I’m not certain which one of us replied that your son would be well-advised to access this site and start reading, but I found that sound advice. There are many people who are not predisposed to “getting it” and who let their misguided perceptions and biases rule their thinking and fuel their anger. As for having your son in on a call with your daughter’s psychiatrist, I doubt that can happen. Is there a social worker involved with whom you and your son might be able to meet? Again, he/she would not be able to release personal information without your daughter’s permission, but it may be one way to start educating him in general. Attending NAMI meetings with him might help, as well. But, again: He may nor may not be able to release his preconceptions and his anger, neither of which are healthy or helpful to you and your daughter. Finally, a good therapist (for you) would be able to advise you on these important issues. I’m not sure how I would get through all of this without my therapist.

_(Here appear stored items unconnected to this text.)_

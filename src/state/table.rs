/// Tabular input loader
///
/// This module loads the first sheet of a spreadsheet (xlsx, xlsm, xls, ods)
/// or a CSV file into an in-memory table. The first row is the header row.
/// Cell values are normalized into a small `Cell` enum so that later stages
/// never deal with reader-specific types.

use calamine::{open_workbook_auto, Data, Reader};
use std::path::Path;
use tracing::{debug, info};

use crate::error::{CatalogError, CatalogResult};

/// Spreadsheet extensions handled by calamine
const SPREADSHEET_EXTENSIONS: [&str; 5] = ["xlsx", "xlsm", "xlsb", "xls", "ods"];

/// A single normalized cell value
#[derive(Debug, Clone, PartialEq, Default)]
pub enum Cell {
    #[default]
    Empty,
    Number(f64),
    Text(String),
    Bool(bool),
}

impl Cell {
    /// Numeric view of the cell. Text is parsed, anything non-finite is missing.
    pub fn as_f64(&self) -> Option<f64> {
        let value = match self {
            Cell::Number(v) => *v,
            Cell::Text(s) => s.trim().parse::<f64>().ok()?,
            Cell::Empty | Cell::Bool(_) => return None,
        };
        value.is_finite().then_some(value)
    }

    /// Integer view of the cell; accepts whole floats such as 3.0
    pub fn as_i64(&self) -> Option<i64> {
        if let Cell::Text(s) = self {
            if let Ok(v) = s.trim().parse::<i64>() {
                return Some(v);
            }
        }
        let value = self.as_f64()?;
        (value.fract() == 0.0 && value.abs() < i64::MAX as f64).then_some(value as i64)
    }

    /// Text view, trimmed; empty string for empty cells
    pub fn as_text(&self) -> String {
        match self {
            Cell::Empty => String::new(),
            Cell::Number(v) => crate::state::data::format_number(*v),
            Cell::Text(s) => s.trim().to_string(),
            Cell::Bool(b) => b.to_string(),
        }
    }
}

/// An in-memory sheet: named columns over rows of cells
#[derive(Debug, Clone, PartialEq)]
pub struct Table {
    /// Human-readable source name used in error messages
    pub name: String,
    pub headers: Vec<String>,
    pub rows: Vec<Vec<Cell>>,
}

impl Table {
    /// Build a table from already-parsed parts (used by tests and callers
    /// that source data elsewhere)
    pub fn from_rows(name: impl Into<String>, headers: Vec<String>, rows: Vec<Vec<Cell>>) -> Self {
        Self {
            name: name.into(),
            headers,
            rows,
        }
    }

    /// Load a table, choosing the reader by file extension
    pub fn load(path: &Path) -> CatalogResult<Self> {
        if !path.exists() {
            return Err(CatalogError::file_io(
                path,
                std::io::Error::new(std::io::ErrorKind::NotFound, "file not found"),
            ));
        }

        let ext = path
            .extension()
            .map(|e| e.to_string_lossy().to_lowercase())
            .unwrap_or_default();

        let table = if ext == "csv" {
            Self::load_csv(path)?
        } else if SPREADSHEET_EXTENSIONS.contains(&ext.as_str()) {
            Self::load_spreadsheet(path)?
        } else {
            return Err(CatalogError::UnsupportedTable {
                path: path.to_path_buf(),
            });
        };

        info!(
            "📄 Loaded {} rows x {} columns from {}",
            table.rows.len(),
            table.headers.len(),
            path.display()
        );
        Ok(table)
    }

    /// First worksheet of a workbook
    fn load_spreadsheet(path: &Path) -> CatalogResult<Self> {
        let spreadsheet_err = |message: String| CatalogError::Spreadsheet {
            path: path.to_path_buf(),
            message,
        };

        let mut workbook = open_workbook_auto(path).map_err(|e| spreadsheet_err(e.to_string()))?;
        let range = workbook
            .worksheet_range_at(0)
            .ok_or_else(|| spreadsheet_err("workbook has no sheets".to_string()))?
            .map_err(|e| spreadsheet_err(e.to_string()))?;

        // calamine trims leading empty columns; pad them back so positional
        // columns keep their sheet position
        let col_offset = range.start().map(|(_, col)| col as usize).unwrap_or(0);

        let mut rows = range.rows().map(|row| {
            let mut cells = vec![Cell::Empty; col_offset];
            cells.extend(row.iter().map(cell_from_data));
            cells
        });

        let headers = match rows.next() {
            Some(header_row) => header_names(&header_row),
            None => Vec::new(),
        };
        let rows: Vec<Vec<Cell>> = rows.collect();

        debug!("Sheet starts at column offset {}", col_offset);
        Ok(Self::from_rows(file_label(path), headers, rows))
    }

    fn load_csv(path: &Path) -> CatalogResult<Self> {
        let mut reader = csv::ReaderBuilder::new().flexible(true).from_path(path)?;

        let headers = reader
            .headers()?
            .iter()
            .enumerate()
            .map(|(i, h)| header_or_default(h.trim(), i))
            .collect();

        let mut rows = Vec::new();
        for record in reader.records() {
            let record = record?;
            rows.push(record.iter().map(cell_from_text).collect());
        }

        Ok(Self::from_rows(file_label(path), headers, rows))
    }

    pub fn width(&self) -> usize {
        self.headers.len()
    }

    pub fn len(&self) -> usize {
        self.rows.len()
    }

    pub fn is_empty(&self) -> bool {
        self.rows.is_empty()
    }

    /// Case-insensitive, whitespace-tolerant column lookup
    pub fn column_index(&self, name: &str) -> Option<usize> {
        let wanted = name.trim().to_lowercase();
        self.headers
            .iter()
            .position(|h| h.trim().to_lowercase() == wanted)
    }

    /// Cell at (row, col); short rows read as empty
    pub fn cell(&self, row: usize, col: usize) -> &Cell {
        const EMPTY: &Cell = &Cell::Empty;
        self.rows
            .get(row)
            .and_then(|r| r.get(col))
            .unwrap_or(EMPTY)
    }
}

/// Normalize a calamine cell
fn cell_from_data(data: &Data) -> Cell {
    match data {
        Data::Int(v) => Cell::Number(*v as f64),
        Data::Float(v) => Cell::Number(*v),
        Data::String(s) if s.trim().is_empty() => Cell::Empty,
        Data::String(s) => Cell::Text(s.clone()),
        Data::Bool(b) => Cell::Bool(*b),
        Data::DateTime(dt) => Cell::Number(dt.as_f64()),
        Data::DateTimeIso(s) | Data::DurationIso(s) => Cell::Text(s.clone()),
        Data::Error(_) | Data::Empty => Cell::Empty,
    }
}

/// Normalize a CSV field: numbers become numbers, blanks become empty
fn cell_from_text(field: &str) -> Cell {
    let trimmed = field.trim();
    if trimmed.is_empty() {
        Cell::Empty
    } else if let Ok(v) = trimmed.parse::<f64>() {
        Cell::Number(v)
    } else {
        Cell::Text(field.to_string())
    }
}

fn header_names(cells: &[Cell]) -> Vec<String> {
    cells
        .iter()
        .enumerate()
        .map(|(i, cell)| header_or_default(&cell.as_text(), i))
        .collect()
}

/// Unnamed header cells get a positional placeholder
fn header_or_default(text: &str, index: usize) -> String {
    if text.is_empty() {
        format!("Unnamed: {}", index)
    } else {
        text.to_string()
    }
}

fn file_label(path: &Path) -> String {
    path.file_name()
        .map(|n| n.to_string_lossy().to_string())
        .unwrap_or_else(|| path.display().to_string())
}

Best of luck going forward.


#18

NAMI has an excellent (FREE) program called Family to Family that does a great job of “opening eyes” for family members to understand what their loved one is going through. Until I went through the F2F program, I did not realize how critical my support was for my son’s recovery, and it helped me to understand that some of his bizarre behavior was symptomatic of his illness. Although I’m the only family member who attended the program, I was able to take the knowledge I learned in that course and share it with our family. Thanks to that program, my son’s two brothers are both very supportive and understanding about their brother’s illness.


#19

My four other children all grown and married simply ignore my son. They choose not to be involved and show very little support which is painful for both myself and son.At first they believed I was lying about his illness then called one day when he was in a psychotic state and realized how ill he really was.Still five years later, none show the faintest interest in discussing what he is going through. They I guess are embarrassed to have such an illness in the family. At least his father started to support him which means a great deal to my son.
My son who has two doctors has signed releases so that I can discuss his treatment. I did not ask him too but he wanted me to know what is going on and he also wants me to go with him during his sessions so i am very involved with his medical care. We freely talk and have open discussions on family matters,medicines and everything else going on. This helps a great deal in his treatment as he tells me things he wants to tell his doctors but cannot because his voices which are real people to him will hurt him if he speaks of certain things.His psychiatrist-his main one which he sees at least once a month for 30 to 60 minutes is wonderful and we are very lucky to have found her. His other psychiatrist is a county state doctor who he has to see every 3 months as he is in the adult system of care and receives his injections through them and has been in and out of their mental health facilities for the last 3 years.
I feel it is best to keep anyone away from my son who is non supportive and upsets him. He has had many incidents due to cruel misunderstandings that have sent him into a psychosis.This illness is cruel enough without adding the additional stress of unwanted advice or accusations. Education is always the best way to correct this but unfortunately I have found that people seem not to want to learn about this illness but instead rather want to believe it is not as bad as it really is or its a manipulation ploy.


#20

I believe you are correct, that people do not seem to want to really learn about scz. My husband still struggles with trying to figure out how much is brain disorder and how much is manipulation.

I have to wonder how it can actually matter - any manipulation is due to the scz as well. If he were mentally healthy, mine wouldn’t be doing any of this stuff.